The same concept was explained to Arjuna by Lord Sri Krishna, when Arjuna refused to kill his kin during the battle of Kurukshetra. The objections to this explanation could be: Why should one kill an innocent animal for earning heavenly worlds? Take the example of a king who fights a battle and kills several men. Is he going to be considered as a sinner and punished by the Shastras? No! This is because yuddha is his dharma and though the king has fought a battle for his own sake, he has only followed his dharma. So, even if a Yajamana performs a sacrifice such as Agnishomiya for his own benefit, he would not be considered a sinner, if such a sacrifice is an ordained Karma for him. From the pramANa - yajnArthaM pashavassR^iShTAH, it becomes clear that the pashu was created to be sacrificed during a sacrifice. To use a being for an act that fulfills the very purpose of its creation cannot be a sin. Thus, one cannot selectively accept Vedic authority and ignore the so called controversial parts of the Karma Kanda. The subtle Tatva behind this concept of Pashu Bali as related to the microcosm should be larnt from a competent Guru. There have also been several questions mailed to me about the ban on crossing the ocean imposed by the scriptures. The nine qualities desired in a Brahmana are: Shama (to understand that objects of the materialistic world are full of imperfections and to turn away the mind from them, towards the Atman), Dama (to control the ten Indriyas by preventing them from becoming prey to their respective objects.
TapaH (Tapas can be shArIra, vAMgmaya and mAnasika. By following practices such as Shaucha, ahimsa, Brahmacharya etc., one can perform shArira tapas. To control speech in such a way as to always speak truth and never hurt another person, at the same time indulging in the recitation of the scriptures, is vAngmaya Tapas.

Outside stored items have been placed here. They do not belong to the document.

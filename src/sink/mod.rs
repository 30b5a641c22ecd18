//! Persistence sinks: CSV table files, the SQLite store, query exports and
//! plain-text key lists.

pub mod csv;
pub mod export;
pub mod lists;
pub mod sqlite;

use std::path::PathBuf;

use thiserror::Error;

pub use export::{export_sql_file, ExportedFile};
pub use sqlite::{load_csv, load_table, run_sql_file};

/// Errors raised while writing or reading persisted tables.
#[derive(Debug, Error)]
pub enum SinkError {
    #[error("Input not found: {0}")]
    InputMissing(PathBuf),

    #[error("SQL script is empty: {0}")]
    EmptyScript(PathBuf),

    #[error("Invalid query result: {0}")]
    InvalidResult(String),

    #[error("CSV error: {0}")]
    Csv(#[from] ::csv::Error),

    #[error("SQLite error: {0}")]
    Sqlite(#[from] rusqlite::Error),

    #[error("Excel export error: {0}")]
    Xlsx(#[from] rust_xlsxwriter::XlsxError),

    #[error("IO error: {0}")]
    Io(#[from] std::io::Error),
}
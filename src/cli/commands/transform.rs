//! Init, normalize, bronze and silver commands.

use console::style;

use crate::bronze::{self, BronzeReport};
use crate::config::Settings;
use crate::normalize;
use crate::silver;

use super::{BoardArg, BronzeTarget};

/// Create the data directory layout.
pub fn cmd_init(settings: &Settings) -> anyhow::Result<()> {
    settings.ensure_directories()?;
    println!(
        "{} Initialized data directory {}",
        style("✓").green(),
        settings.data_dir.display()
    );
    println!(
        "  {} Database: {}",
        style("→").dim(),
        settings.database_path.display()
    );
    Ok(())
}

/// Normalize every raw workbook.
pub fn cmd_normalize(settings: &Settings, force: bool) -> anyhow::Result<()> {
    settings.ensure_directories()?;
    let report = normalize::normalize_dir(&settings.raw_dir(), &settings.normalized_dir(), force)?;

    println!(
        "{} Normalized {} workbooks",
        style("✓").green(),
        report.converted
    );
    if report.skipped > 0 {
        println!(
            "  {} {} already normalized (use --force to redo)",
            style("→").dim(),
            report.skipped
        );
    }
    if report.failed > 0 {
        println!(
            "  {} {} could not be decoded",
            style("!").yellow(),
            report.failed
        );
    }
    Ok(())
}

fn print_bronze(name: &str, report: &BronzeReport) {
    println!(
        "{} {}: {} rows from {} files -> {}",
        style("✓").green(),
        name,
        report.rows,
        report.files_processed,
        report.output.display()
    );
    if !report.files_skipped.is_empty() {
        println!(
            "  {} skipped (layout not found): {}",
            style("!").yellow(),
            report.files_skipped.join(", ")
        );
    }
    if !report.rejected.is_empty() {
        println!(
            "  {} {} rows rejected by key coercion",
            style("!").yellow(),
            report.rejected.len()
        );
    }
}

/// Build the selected bronze tables.
pub fn cmd_bronze(settings: &Settings, target: BronzeTarget) -> anyhow::Result<()> {
    settings.ensure_directories()?;
    let normalized = settings.normalized_dir();
    let bronze_dir = settings.bronze_dir();

    if matches!(target, BronzeTarget::Isin | BronzeTarget::All) {
        print_bronze("ISIN registry", &bronze::build_isin(&normalized, &bronze_dir)?);
    }
    if matches!(target, BronzeTarget::StockTypes | BronzeTarget::All) {
        let rows = bronze::build_stock_types(&normalized, &bronze_dir)?;
        println!("{} Stock types: {} rows", style("✓").green(), rows);
    }
    if matches!(target, BronzeTarget::NationalAgencies | BronzeTarget::All) {
        let rows = bronze::build_national_agencies(&normalized, &bronze_dir)?;
        println!("{} National agencies: {} rows", style("✓").green(), rows);
    }
    let boards = match target {
        BronzeTarget::Main => BoardArg::Main.boards(),
        BronzeTarget::Gem => BoardArg::Gem.boards(),
        BronzeTarget::All => BoardArg::All.boards(),
        _ => Vec::new(),
    };
    for board in boards {
        let report = bronze::build_listings(&normalized, &bronze_dir, board)?;
        print_bronze(&format!("{:?} listings", board), &report);
    }
    Ok(())
}

/// Build the selected silver tables.
pub fn cmd_silver(settings: &Settings, board: BoardArg) -> anyhow::Result<()> {
    settings.ensure_directories()?;
    for board in board.boards() {
        let report = silver::build_silver(&settings.bronze_dir(), &settings.silver_dir(), board)?;
        println!(
            "{} {:?} silver: {} of {} rows joined -> {}",
            style("✓").green(),
            board,
            report.rows,
            report.input_rows,
            report.output.display()
        );
        if report.join.excluded > 0 {
            println!(
                "  {} {} rows had no ISIN registry match",
                style("!").yellow(),
                report.join.excluded
            );
        }
        if let Some(tranche) = &report.tranche {
            if !tranche.ambiguous.is_empty() || !tranche.orphaned.is_empty() {
                println!(
                    "  {} tranche rows: {} ambiguous matches, {} orphaned",
                    style("!").yellow(),
                    tranche.ambiguous.len(),
                    tranche.orphaned.len()
                );
            }
        }
    }
    Ok(())
}
//! hkex-etl - HKEX listing, ISIN registry and auditor report ETL.
//!
//! Downloads HKEX source files, normalizes the spreadsheets, extracts bronze
//! tables, builds ISIN-enriched silver tables and loads them into SQLite.

pub mod auditor;
pub mod bronze;
pub mod cli;
pub mod config;
pub mod fetch;
pub mod models;
pub mod normalize;
pub mod pipeline;
pub mod silver;
pub mod sink;
pub mod wrds;
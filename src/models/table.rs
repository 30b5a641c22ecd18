//! In-memory tables with named columns and nullable text cells.
//!
//! Every stage works on whole tables: extraction produces them, joins combine
//! them and the sinks persist them. Cells are kept as text so a table read back
//! from CSV is identical to the one that was written.

use thiserror::Error;

/// A single cell. `None` is an empty / null value.
pub type Cell = Option<String>;

/// One row of cells, always as wide as the table's column list.
pub type Row = Vec<Cell>;

/// Errors raised by table operations.
#[derive(Debug, Error)]
pub enum TableError {
    #[error("Column not found: {0}")]
    MissingColumn(String),

    #[error("Column mismatch: expected [{expected}], found [{found}]")]
    ColumnMismatch { expected: String, found: String },
}

/// A named-column table.
#[derive(Debug, Clone, Default, PartialEq, Eq)]
pub struct Table {
    columns: Vec<String>,
    rows: Vec<Row>,
}

impl Table {
    /// Create an empty table with the given column names.
    pub fn new(columns: Vec<String>) -> Self {
        Self {
            columns,
            rows: Vec::new(),
        }
    }

    /// Create an empty table from static column names.
    pub fn with_columns(columns: &[&str]) -> Self {
        Self::new(columns.iter().map(|c| c.to_string()).collect())
    }

    pub fn columns(&self) -> &[String] {
        &self.columns
    }

    pub fn rows(&self) -> &[Row] {
        &self.rows
    }

    pub fn len(&self) -> usize {
        self.rows.len()
    }

    pub fn is_empty(&self) -> bool {
        self.rows.is_empty()
    }

    pub fn width(&self) -> usize {
        self.columns.len()
    }

    /// Position of a column by name.
    pub fn column_index(&self, name: &str) -> Option<usize> {
        self.columns.iter().position(|c| c == name)
    }

    /// Position of a column by name, or an error naming the column.
    pub fn require_column(&self, name: &str) -> Result<usize, TableError> {
        self.column_index(name)
            .ok_or_else(|| TableError::MissingColumn(name.to_string()))
    }

    /// Append a row, padding missing trailing cells with nulls and dropping
    /// cells beyond the table width.
    pub fn push_row(&mut self, mut row: Row) {
        row.resize(self.columns.len(), None);
        self.rows.push(row);
    }

    /// Cell text at `(row, column)`, `None` when null or out of range.
    pub fn get(&self, row: usize, column: usize) -> Option<&str> {
        self.rows
            .get(row)
            .and_then(|r| r.get(column))
            .and_then(|c| c.as_deref())
    }

    /// Cell text at `row` in the named column.
    pub fn get_by_name(&self, row: usize, column: &str) -> Option<&str> {
        self.column_index(column).and_then(|c| self.get(row, c))
    }

    /// Overwrite one cell.
    pub fn set(&mut self, row: usize, column: usize, value: Cell) {
        if let Some(cell) = self.rows.get_mut(row).and_then(|r| r.get_mut(column)) {
            *cell = value;
        }
    }

    /// Remove rows by index. Indices may be unsorted; duplicates are ignored.
    pub fn remove_rows(&mut self, indices: &[usize]) {
        if indices.is_empty() {
            return;
        }
        let mut drop = vec![false; self.rows.len()];
        for &i in indices {
            if let Some(flag) = drop.get_mut(i) {
                *flag = true;
            }
        }
        let mut idx = 0;
        self.rows.retain(|_| {
            let keep = !drop[idx];
            idx += 1;
            keep
        });
    }

    /// Append all rows of `other`, which must have identical columns.
    pub fn append(&mut self, other: Table) -> Result<(), TableError> {
        if other.columns != self.columns {
            return Err(TableError::ColumnMismatch {
                expected: self.columns.join(","),
                found: other.columns.join(","),
            });
        }
        self.rows.extend(other.rows);
        Ok(())
    }

    /// Iterate over the values of one column.
    pub fn column_values(&self, column: usize) -> impl Iterator<Item = Option<&str>> {
        self.rows
            .iter()
            .map(move |r| r.get(column).and_then(|c| c.as_deref()))
    }
}

#[cfg(test)]
mod tests {
    use super::*;

    fn cell(s: &str) -> Cell {
        Some(s.to_string())
    }

    #[test]
    fn test_push_row_pads_and_truncates() {
        let mut table = Table::with_columns(&["a", "b", "c"]);
        table.push_row(vec![cell("1")]);
        table.push_row(vec![cell("1"), cell("2"), cell("3"), cell("4")]);

        assert_eq!(table.rows()[0], vec![cell("1"), None, None]);
        assert_eq!(table.rows()[1].len(), 3);
    }

    #[test]
    fn test_set_and_get_by_name() {
        let mut table = Table::with_columns(&["a", "b"]);
        table.push_row(vec![cell("1"), cell("2")]);

        table.set(0, 1, cell("3"));
        table.set(5, 0, cell("ignored"));
        assert_eq!(table.get_by_name(0, "b"), Some("3"));
        assert_eq!(table.get_by_name(0, "missing"), None);
        assert!(matches!(
            table.require_column("missing"),
            Err(TableError::MissingColumn(_))
        ));
    }

    #[test]
    fn test_remove_rows_keeps_order() {
        let mut table = Table::with_columns(&["a"]);
        for v in ["1", "2", "3", "4"] {
            table.push_row(vec![cell(v)]);
        }
        table.remove_rows(&[2, 0, 2]);
        let values: Vec<_> = table.column_values(0).collect();
        assert_eq!(values, vec![Some("2"), Some("4")]);
    }

    #[test]
    fn test_append_requires_same_columns() {
        let mut a = Table::with_columns(&["x"]);
        let b = Table::with_columns(&["y"]);
        assert!(matches!(
            a.append(b),
            Err(TableError::ColumnMismatch { .. })
        ));
    }
}
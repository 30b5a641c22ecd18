//! Silver stage: tranche reshape and ISIN enrichment of the bronze listings.

pub mod join;
pub mod tranche;

use std::path::{Path, PathBuf};

use anyhow::Context;

use crate::bronze::{Board, ISIN_BRONZE};
use crate::models::Table;
use crate::sink::csv::{read_table, write_table};

pub use join::{inner_join, left_join, JoinKind, JoinReport};
pub use tranche::{reshape_tranches, TrancheReport};

pub const MAIN_SILVER: &str = "main_silver.csv";
pub const GEM_SILVER: &str = "gem_silver.csv";

/// Suffix for registry columns whose name clashes with a listing column.
pub const ISIN_SUFFIX: &str = "_isino";

/// Outcome of one silver build.
#[derive(Debug, Default)]
pub struct SilverReport {
    pub input_rows: usize,
    pub rows: usize,
    pub join: JoinReport,
    pub tranche: Option<TrancheReport>,
    pub output: PathBuf,
}

fn read_bronze(path: &Path) -> anyhow::Result<Table> {
    read_table(path).with_context(|| format!("Failed to read bronze table {}", path.display()))
}

impl Board {
    pub fn silver_file(&self) -> &'static str {
        match self {
            Board::Main => MAIN_SILVER,
            Board::Gem => GEM_SILVER,
        }
    }
}

/// Build the silver table for `board` from its bronze table and the ISIN
/// registry. Main listings are reshaped before the join.
pub fn build_silver(bronze_dir: &Path, silver_dir: &Path, board: Board) -> anyhow::Result<SilverReport> {
    let listings = read_bronze(&bronze_dir.join(board.bronze_file()))?;
    let registry = read_bronze(&bronze_dir.join(ISIN_BRONZE))?;

    let mut report = SilverReport {
        input_rows: listings.len(),
        ..SilverReport::default()
    };

    let listings = match board {
        Board::Main => {
            let (reshaped, tranche) = reshape_tranches(&listings)?;
            tracing::info!(
                "Merged {} tranche rows ({} ambiguous, {} orphaned)",
                tranche.merged,
                tranche.ambiguous.len(),
                tranche.orphaned.len()
            );
            report.tranche = Some(tranche);
            reshaped
        }
        Board::Gem => listings,
    };

    let (joined, join) = inner_join(&listings, &registry, "stock_code", ISIN_SUFFIX)?;
    if join.excluded > 0 {
        tracing::warn!(
            "{} of {} listing rows had no ISIN match",
            join.excluded,
            join.left_rows
        );
    }
    if joined.is_empty() {
        tracing::warn!("Join produced zero rows for {}", board.silver_file());
    }

    report.join = join;
    report.rows = joined.len();
    report.output = silver_dir.join(board.silver_file());
    write_table(&report.output, &joined)
        .with_context(|| format!("Failed to write {}", report.output.display()))?;
    Ok(report)
}

#[cfg(test)]
mod tests {
    use super::*;
    use std::fs;

    #[test]
    fn test_missing_bronze_is_fatal() {
        let dir = tempfile::tempdir().unwrap();
        let err = build_silver(dir.path(), dir.path(), Board::Gem).unwrap_err();
        assert!(err.to_string().contains("gem_bronze.csv"));
        assert!(!dir.path().join(GEM_SILVER).exists());
    }

    #[test]
    fn test_gem_silver_join() {
        let dir = tempfile::tempdir().unwrap();
        let bronze = dir.path().join("bronze");
        let silver = dir.path().join("silver");
        fs::create_dir_all(&bronze).unwrap();
        fs::write(
            bronze.join(crate::bronze::GEM_BRONZE),
            "source_file,stock_code,company\nGEM_2001.csv,8001,Alpha\nGEM_2001.csv,8002,Beta\n",
        )
        .unwrap();
        fs::write(
            bronze.join(ISIN_BRONZE),
            "source_file,company,isin_code,stock_code\nisino.csv,ALPHA,KYG1,8001\n",
        )
        .unwrap();

        let report = build_silver(&bronze, &silver, Board::Gem).unwrap();
        assert_eq!(report.input_rows, 2);
        assert_eq!(report.rows, 1);
        assert_eq!(report.join.excluded, 1);
        assert!(report.tranche.is_none());

        let out = fs::read_to_string(silver.join(GEM_SILVER)).unwrap();
        assert_eq!(
            out,
            "source_file,stock_code,company,source_file_isino,company_isino,isin_code\n\
             GEM_2001.csv,8001,Alpha,isino.csv,ALPHA,KYG1\n"
        );
    }
}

To completely control the mind by qualities such as Chittashuddhi and Trpti is called mAnasika Tapas), Shaucha (this is of two types, bAhya and Abhyantara i.e. internal and external cleanliness), kShAnti (forgiveness), Arjava (having Riju SwabhAva, showing cruelty and hatred to none), Jnana (learning the Veda), Vijnana (understanding the actual purport of the read scripture and experiencing this truth), Astikya (faith in Paramatman). By giving up these qualities, one loses Brahmanya. By residing in places where people lack one or more of these qualities, the person also beings to lose these virtues. To avoid this grave situation due to sahavAsa doSha, the Vedas have imposed this restriction. Due to dwIpAntaravAsa which is aided by SamudrayAna, the Brahmana loses all his virtues and begins to ignore (and even practice) mahapAtakas such as surApAna (consumption of liquor) and hence this restriction is imposed. The Shastras have banned these only for those belonging to the first three Varnas.